The pattern match first checks whether the tree t is a Sum object (i.e., an instance of the Sum case class).

If the tree is a Sum, the pattern match binds the left subtree to a new variable l and the right subtree to a new variable r, then evaluates the expression following the arrow =>.

This expression uses the values of the variables bound by the pattern match, i.e., l and r in the Sum case.
If the first check does not succeed, that is, the tree is not a Sum object, the pattern match then checks whether t is a Var object.

If the tree is a Var, the pattern match binds the name contained in the Var node to a new variable n and then evaluates the right-hand-side expression.
If the second check also fails, that is, if t is neither a Sum nor a Var, the pattern match then checks whether the expression is a Const object.

If the tree is a Const, the pattern match binds the value contained in the Const node to a new variable v and then evaluates the right-hand-side expression.
Finally, if all checks fail, the pattern match expression raises an exception to signal failure. In this version of eval, failure occurs only when there are additional subclasses of Tree that we have declared but not yet defined in the eval pattern match.

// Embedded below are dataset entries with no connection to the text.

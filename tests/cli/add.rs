use anyhow::Result;
use pretty_assertions::assert_eq;
use serde_json::json;

use crate::{CliTest, stdout};

#[test]
fn test_add_writes_key_to_every_locale() -> Result<()> {
    let test = CliTest::with_locales(&["en", "de"])?;
    test.write_locale("en", r#"{"close": {"message": "Close"}}"#)?;
    test.write_locale("de", r#"{"close": {"message": "Schließen"}}"#)?;

    let output = test.run(&["-add"], "Hello World\n")?;

    assert!(output.status.success());
    assert_eq!(
        stdout(&output),
        "Enter your message: \u{2713} Added \"helloWorld\" to 2 of 2 locale files\n"
    );
    assert_eq!(
        test.read_locale("de")?,
        r#"{
    "close": {
        "message": "Schließen"
    },
    "helloWorld": {
        "message": "Hello World"
    }
}
"#
    );
    Ok(())
}

#[test]
fn test_add_keeps_existing_translation() -> Result<()> {
    let test = CliTest::with_locales(&["en", "fr"])?;
    test.write_locale("en", "{}")?;
    test.write_locale("fr", r#"{"fooBar": {"message": "X"}}"#)?;

    let output = test.run(&["-add"], "foo bar\n")?;

    assert!(output.status.success());
    assert_eq!(test.read_locale_json("fr")?, json!({"fooBar": {"message": "X"}}));
    assert_eq!(
        test.read_locale_json("en")?,
        json!({"fooBar": {"message": "foo bar"}})
    );
    Ok(())
}

#[test]
fn test_add_recovers_from_malformed_file() -> Result<()> {
    let test = CliTest::with_locales(&["en", "it"])?;
    test.write_locale("en", "{}")?;
    test.write_locale("it", r#"{"ciao": "#)?;

    let output = test.run(&["-add"], "Thanks!\n")?;

    assert!(output.status.success());
    let out = stdout(&output);
    assert!(
        out.contains("warning: Error decoding JSON in file: "),
        "unexpected output: {}",
        out
    );
    assert!(out.contains("_locales/it/messages.json"));
    assert!(out.contains("Added \"thanks\" to 2 of 2 locale files"));
    assert_eq!(
        test.read_locale_json("it")?,
        json!({"thanks": {"message": "Thanks!"}})
    );
    Ok(())
}

#[test]
fn test_add_without_input_fails() -> Result<()> {
    let test = CliTest::with_locales(&["en"])?;
    test.write_locale("en", r#"{"b":{"message":"B"}}"#)?;

    let output = test.run(&["-add"], "")?;

    assert_eq!(output.status.code(), Some(2));
    assert!(crate::stderr(&output).starts_with("Error: "));
    // Nothing was rewritten.
    assert_eq!(test.read_locale("en")?, r#"{"b":{"message":"B"}}"#);
    Ok(())
}
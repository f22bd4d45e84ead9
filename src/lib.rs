//! lokit - maintenance tool for per-locale `messages.json` files
//!
//! lokit keeps a `_locales/<locale>/messages.json` tree in shape: it adds,
//! removes and renames message keys across every locale, normalizes file
//! formatting, and fills every configured locale with the keys of the
//! default locale.
//!
//! ## Module Structure
//!
//! - `cli`: Command-line interface layer (argument parsing, prompts, reporting)
//! - `config`: Configuration file loading and parsing
//! - `core`: Locale file operations

pub mod cli;
pub mod config;
pub mod core;
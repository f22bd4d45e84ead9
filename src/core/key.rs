//! Message key normalization.

use std::sync::LazyLock;

use regex::Regex;

static SEPARATOR_RUN_REGEX: LazyLock<Regex> = LazyLock::new(|| Regex::new(r"[-_]+").unwrap());

/// Converts an arbitrary phrase into a lowerCamelCase message key.
///
/// Runs of `-` and `_` become a single space, every word is title-cased,
/// non-alphanumeric characters are dropped and the first remaining
/// character is lower-cased. Digits are kept as-is.
///
/// # Examples
///
/// ```
/// use lokit::core::key::lower_camel_case;
///
/// assert_eq!(lower_camel_case("Hello World"), "helloWorld");
/// assert_eq!(lower_camel_case("foo-bar_baz"), "fooBarBaz");
/// assert_eq!(lower_camel_case("123 go"), "123Go");
/// assert_eq!(lower_camel_case("!!!"), "");
/// ```
pub fn lower_camel_case(text: &str) -> String {
    let spaced = SEPARATOR_RUN_REGEX.replace_all(text, " ");
    let titled = title_case(&spaced);

    let mut key = String::with_capacity(titled.len());
    for c in titled.chars().filter(|c| c.is_alphanumeric()) {
        if key.is_empty() {
            key.extend(c.to_lowercase());
        } else {
            key.push(c);
        }
    }
    key
}

/// Title-cases `text`: a cased character that follows another cased
/// character is lower-cased, every other cased character is upper-cased.
/// Uncased characters (spaces, digits, punctuation) start a new word.
fn title_case(text: &str) -> String {
    let mut result = String::with_capacity(text.len());
    let mut previous_is_cased = false;

    for c in text.chars() {
        if is_cased(c) {
            if previous_is_cased {
                result.extend(c.to_lowercase());
            } else {
                result.extend(c.to_uppercase());
            }
            previous_is_cased = true;
        } else {
            result.push(c);
            previous_is_cased = false;
        }
    }
    result
}

fn is_cased(c: char) -> bool {
    c.is_lowercase() || c.is_uppercase()
}
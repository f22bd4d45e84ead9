//! Report formatting and printing utilities.
//!
//! Every action prints one summary line. Decode warnings and, in verbose
//! mode, the list of written files are printed alongside it.

use std::io::{self, Write};
use std::path::{Path, PathBuf};

use colored::Colorize;

use crate::core::{AddedItem, MessageLoadWarning, OperationReport, UpgradeReport};

/// Success mark for consistent output formatting.
pub const SUCCESS_MARK: &str = "\u{2713}"; // ✓

/// Failure mark for consistent output formatting.
pub const FAILURE_MARK: &str = "\u{2718}"; // ✘

pub fn print_warnings<W: Write>(warnings: &[MessageLoadWarning], writer: &mut W) -> io::Result<()> {
    for warning in warnings {
        writeln!(writer, "{} {}", "warning:".bold().yellow(), warning)?;
    }
    Ok(())
}

pub fn print_added<W: Write>(added: &AddedItem, verbose: bool, writer: &mut W) -> io::Result<()> {
    let report = &added.report;
    print_operation(
        report,
        format!(
            "Added \"{}\" to {} of {} locale files",
            added.key,
            report.files_changed,
            report.files_written.len()
        ),
        verbose,
        writer,
    )
}

pub fn print_removed<W: Write>(
    key: &str,
    report: &OperationReport,
    verbose: bool,
    writer: &mut W,
) -> io::Result<()> {
    print_operation(
        report,
        format!(
            "Removed \"{}\" from {} of {} locale files",
            key,
            report.files_changed,
            report.files_written.len()
        ),
        verbose,
        writer,
    )
}

pub fn print_renamed<W: Write>(
    old_key: &str,
    new_key: &str,
    report: &OperationReport,
    verbose: bool,
    writer: &mut W,
) -> io::Result<()> {
    print_operation(
        report,
        format!(
            "Renamed \"{}\" to \"{}\" in {} of {} locale files",
            old_key,
            new_key,
            report.files_changed,
            report.files_written.len()
        ),
        verbose,
        writer,
    )
}

pub fn print_decoded<W: Write>(
    report: &OperationReport,
    verbose: bool,
    writer: &mut W,
) -> io::Result<()> {
    print_operation(
        report,
        format!("Re-encoded {} locale files", report.files_written.len()),
        verbose,
        writer,
    )
}

pub fn print_upgraded<W: Write>(
    report: &UpgradeReport,
    verbose: bool,
    writer: &mut W,
) -> io::Result<()> {
    print_warnings(&report.warnings, writer)?;
    if verbose {
        print_files("created", &report.created, writer)?;
        print_files("updated", &report.merged, writer)?;
    }
    print_success(
        &format!(
            "Upgraded {} locales ({} created, {} keys added)",
            report.locales_processed(),
            report.created.len(),
            report.keys_added
        ),
        writer,
    )
}

pub fn print_config_created<W: Write>(path: &Path, writer: &mut W) -> io::Result<()> {
    print_success(&format!("Created {}", path.display()), writer)
}

pub fn print_config_exists<W: Write>(path: &Path, writer: &mut W) -> io::Result<()> {
    writeln!(
        writer,
        "{} {}",
        FAILURE_MARK.red(),
        format!("{} already exists", path.display()).red()
    )
}

fn print_operation<W: Write>(
    report: &OperationReport,
    summary: String,
    verbose: bool,
    writer: &mut W,
) -> io::Result<()> {
    print_warnings(&report.warnings, writer)?;
    if verbose {
        print_files("wrote", &report.files_written, writer)?;
    }
    print_success(&summary, writer)
}

fn print_files<W: Write>(label: &str, files: &[PathBuf], writer: &mut W) -> io::Result<()> {
    for file in files {
        writeln!(writer, "  {} {}", label.dimmed(), file.display())?;
    }
    Ok(())
}

fn print_success<W: Write>(message: &str, writer: &mut W) -> io::Result<()> {
    writeln!(writer, "{} {}", SUCCESS_MARK.green(), message.green())
}
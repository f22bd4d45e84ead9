//! Action dispatcher.
//!
//! Resolves the run context once, then executes the requested actions in
//! command-line order. The first error aborts the remaining actions.

use std::{fs, io::Write, path::Path};

use anyhow::Result;

use super::{
    args::{Action, Arguments},
    context::RunContext,
    prompt::Prompt,
    report,
};
use crate::config::{CONFIG_FILE_NAME, default_config_json};
use crate::core::{add_item, change_key, decode_characters, remove_item, upgrade};

pub fn run<P: Prompt, W: Write>(
    args: &Arguments,
    working_dir: &Path,
    prompt: &mut P,
    out: &mut W,
) -> Result<()> {
    let ctx = RunContext::new(args, working_dir)?;

    for action in args.actions() {
        run_action(action, &ctx, prompt, out)?;
    }

    Ok(())
}

fn run_action<P: Prompt, W: Write>(
    action: Action,
    ctx: &RunContext,
    prompt: &mut P,
    out: &mut W,
) -> Result<()> {
    match action {
        Action::Add => {
            let message = prompt.ask("Enter your message: ")?;
            let added = add_item(&ctx.files, &message)?;
            report::print_added(&added, ctx.verbose, out)?;
        }
        Action::Remove => {
            let key = prompt.ask("Enter your key (lowerCamelCase): ")?;
            let result = remove_item(&ctx.files, &key)?;
            report::print_removed(&key, &result, ctx.verbose, out)?;
        }
        Action::ChangeKey => {
            let old_key = prompt.ask("Enter key: ")?;
            let new_key = prompt.ask("Enter new key: ")?;
            let result = change_key(&ctx.files, &old_key, &new_key)?;
            report::print_renamed(&old_key, &new_key, &result, ctx.verbose, out)?;
        }
        Action::Decode => {
            let result = decode_characters(&ctx.files)?;
            report::print_decoded(&result, ctx.verbose, out)?;
        }
        Action::Upgrade => {
            let result = upgrade(&ctx.layout)?;
            report::print_upgraded(&result, ctx.verbose, out)?;
        }
        Action::Init => init(ctx, out)?,
    }
    Ok(())
}

fn init<W: Write>(ctx: &RunContext, out: &mut W) -> Result<()> {
    let config_path = ctx.working_dir.join(CONFIG_FILE_NAME);

    if config_path.exists() {
        report::print_config_exists(&config_path, out)?;
        return Ok(());
    }

    fs::write(&config_path, default_config_json()?)?;
    report::print_config_created(&config_path, out)?;
    Ok(())
}
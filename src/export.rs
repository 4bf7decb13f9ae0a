use std::fs;
use std::path::Path;

use serde::Serialize;

use crate::clues::Clues;
use crate::errors::Error;
use crate::grid::Grid;

/// A finished puzzle in the shape it's written to disk.
#[derive(Debug, Clone, PartialEq, Eq, Serialize)]
pub struct Puzzle {
    pub author: String,
    pub width: usize,
    pub height: usize,

    /// `"<width>x<height>"`.
    pub size: String,

    /// One string per row, with `_` for any cell that isn't filled.
    pub grid: Vec<String>,

    pub clues: Clues,
}

impl Puzzle {
    pub fn new(grid: &Grid, clues: Clues, author: &str) -> Puzzle {
        let rows = (0..grid.height())
            .map(|y| {
                (0..grid.width())
                    .map(|x| grid.letter_at((x, y)).unwrap_or('_'))
                    .collect::<String>()
            })
            .collect();

        Puzzle {
            author: author.to_string(),
            width: grid.width(),
            height: grid.height(),
            size: format!("{}x{}", grid.width(), grid.height()),
            grid: rows,
            clues,
        }
    }

    pub fn to_json(&self) -> Result<String, Error> {
        Ok(serde_json::to_string_pretty(self)?)
    }

    pub fn write_to_path(&self, path: impl AsRef<Path>) -> Result<(), Error> {
        let path = path.as_ref();
        fs::write(path, self.to_json()?).map_err(|e| Error::io(path, e))?;
        log::info!("Wrote puzzle to {}", path.display());
        Ok(())
    }
}

#[cfg(test)]
mod tests {
    use super::*;
    use crate::clues::match_clues;
    use crate::shape::Shape;
    use crate::word_list::WordList;
    use crate::MIN_SLOT_LENGTH;
    use rand::rngs::StdRng;
    use rand::SeedableRng;

    fn filled_corner(word_list: &WordList) -> Grid {
        let shape = Shape::from_template(
            "
            ...
            .##
            .#.
            ",
        ).unwrap();
        let mut grid = Grid::new(word_list, &shape, MIN_SLOT_LENGTH);
        for (slot_id, word) in [(0, "cat"), (1, "cop")] {
            let (_, word_id) = word_list.find(word).unwrap();
            grid.commit(slot_id, word_id);
        }
        grid
    }

    #[test]
    fn test_puzzle_layout() {
        let word_list = WordList::from_entries([
            ("cat", vec!["Feline".to_string()]),
            ("cop", vec![]),
        ]);
        let grid = filled_corner(&word_list);
        let clues = match_clues(&grid, &mut StdRng::seed_from_u64(0)).unwrap();

        let puzzle = Puzzle::new(&grid, clues, "A. Setter");

        assert_eq!(puzzle.size, "3x3");
        // The open cell in the corner belongs to no slot, so it's left blank like the blocks.
        assert_eq!(puzzle.grid, vec!["cat", "o__", "p__"]);
        assert_eq!(puzzle.clues.across[0].text.as_deref(), Some("Feline"));
        assert_eq!(puzzle.clues.down[0].answer, "cop");
    }

    #[test]
    fn test_json_round_trip_through_disk() {
        let word_list = WordList::from_words(["cat", "cop"]);
        let grid = filled_corner(&word_list);
        let clues = match_clues(&grid, &mut StdRng::seed_from_u64(0)).unwrap();
        let puzzle = Puzzle::new(&grid, clues, "A. Setter");

        let path = std::env::temp_dir().join(format!("crossfill-export-{}.json", std::process::id()));
        puzzle.write_to_path(&path).unwrap();
        let written = fs::read_to_string(&path).unwrap();
        fs::remove_file(&path).unwrap();

        let value: serde_json::Value = serde_json::from_str(&written).unwrap();
        assert_eq!(value["author"], "A. Setter");
        assert_eq!(value["width"], 3);
        assert_eq!(value["grid"][1], "o__");
        assert_eq!(value["clues"]["across"][0]["number"], 1);
        assert_eq!(value["clues"]["across"][0]["direction"], "across");
        assert_eq!(value["clues"]["down"][0]["start"], serde_json::json!([0, 0]));
        assert!(value["clues"]["down"][0]["text"].is_null());
    }

    #[test]
    fn test_write_to_missing_directory_fails() {
        let word_list = WordList::from_words(["cat", "cop"]);
        let grid = filled_corner(&word_list);
        let clues = match_clues(&grid, &mut StdRng::seed_from_u64(0)).unwrap();
        let puzzle = Puzzle::new(&grid, clues, "A. Setter");

        let path = std::env::temp_dir().join("crossfill-no-such-dir").join("puzzle.json");
        assert!(matches!(puzzle.write_to_path(&path), Err(Error::Io { .. })));
    }
}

Pattern matching attempts to match a value to a series of patterns. As soon as a pattern matches (moving top to bottom, left to right in the source code), the program extracts and names various parts of the value and then evaluates the associated expression using the values of these named parts.

An object-oriented programmer might ask why we did not define eval as a method of class Tree and its subclasses.

We could do that, because Scala allows method definitions in case classes just as in normal classes.

Deciding whether to use pattern matching or methods is partly a matter of taste. But the choice also affects the extensibility the program.

Using methods, we can easily add a new kind of node by defining a new subclass of Tree. But adding a new operation to manipulate the tree is tedious because it requires us to modify every subclass of Tree.
Using pattern matching, the situation is reversed: adding a new kind of node requires us to modify all functions that do pattern matching on the tree, to take the new node into account. But adding a new operation is easy, we just define it as an independent function.

To explore pattern matching further, consider another operation on arithmetic expressions: symbolic derivation. Looking back at our calculus class, we see the following rules for differentiation:

The derivative of a sum is the sum of the derivatives.
The derivative of some variable v is 1 if v is the variable relative to which the derivation takes place, and is 0 otherwise.
The derivative of a constant is 0.

We can directly translate these rules into a Scala function that uses the above case classes and pattern matching, as follows:

    def derive(t: Tree, v: String): Tree = t match {
        case Sum(l, r)          => Sum(derive(l, v), derive(r, v))
        case Var(n) if (v == n) => Const(1)
        case _                  => Const(0)
    }

Function derive introduces two new concepts related to pattern matching.

The case expression for variables has a guard, an expression following the if keyword. This guard prevents pattern matching from succeeding unless its expression is true.

Here the guard ensures that the function returns the constant 1 only if the name of the variable being derived is the same as the derivation variable v.
A pattern can include a wildcard, written _, that matches any value, without giving it a name.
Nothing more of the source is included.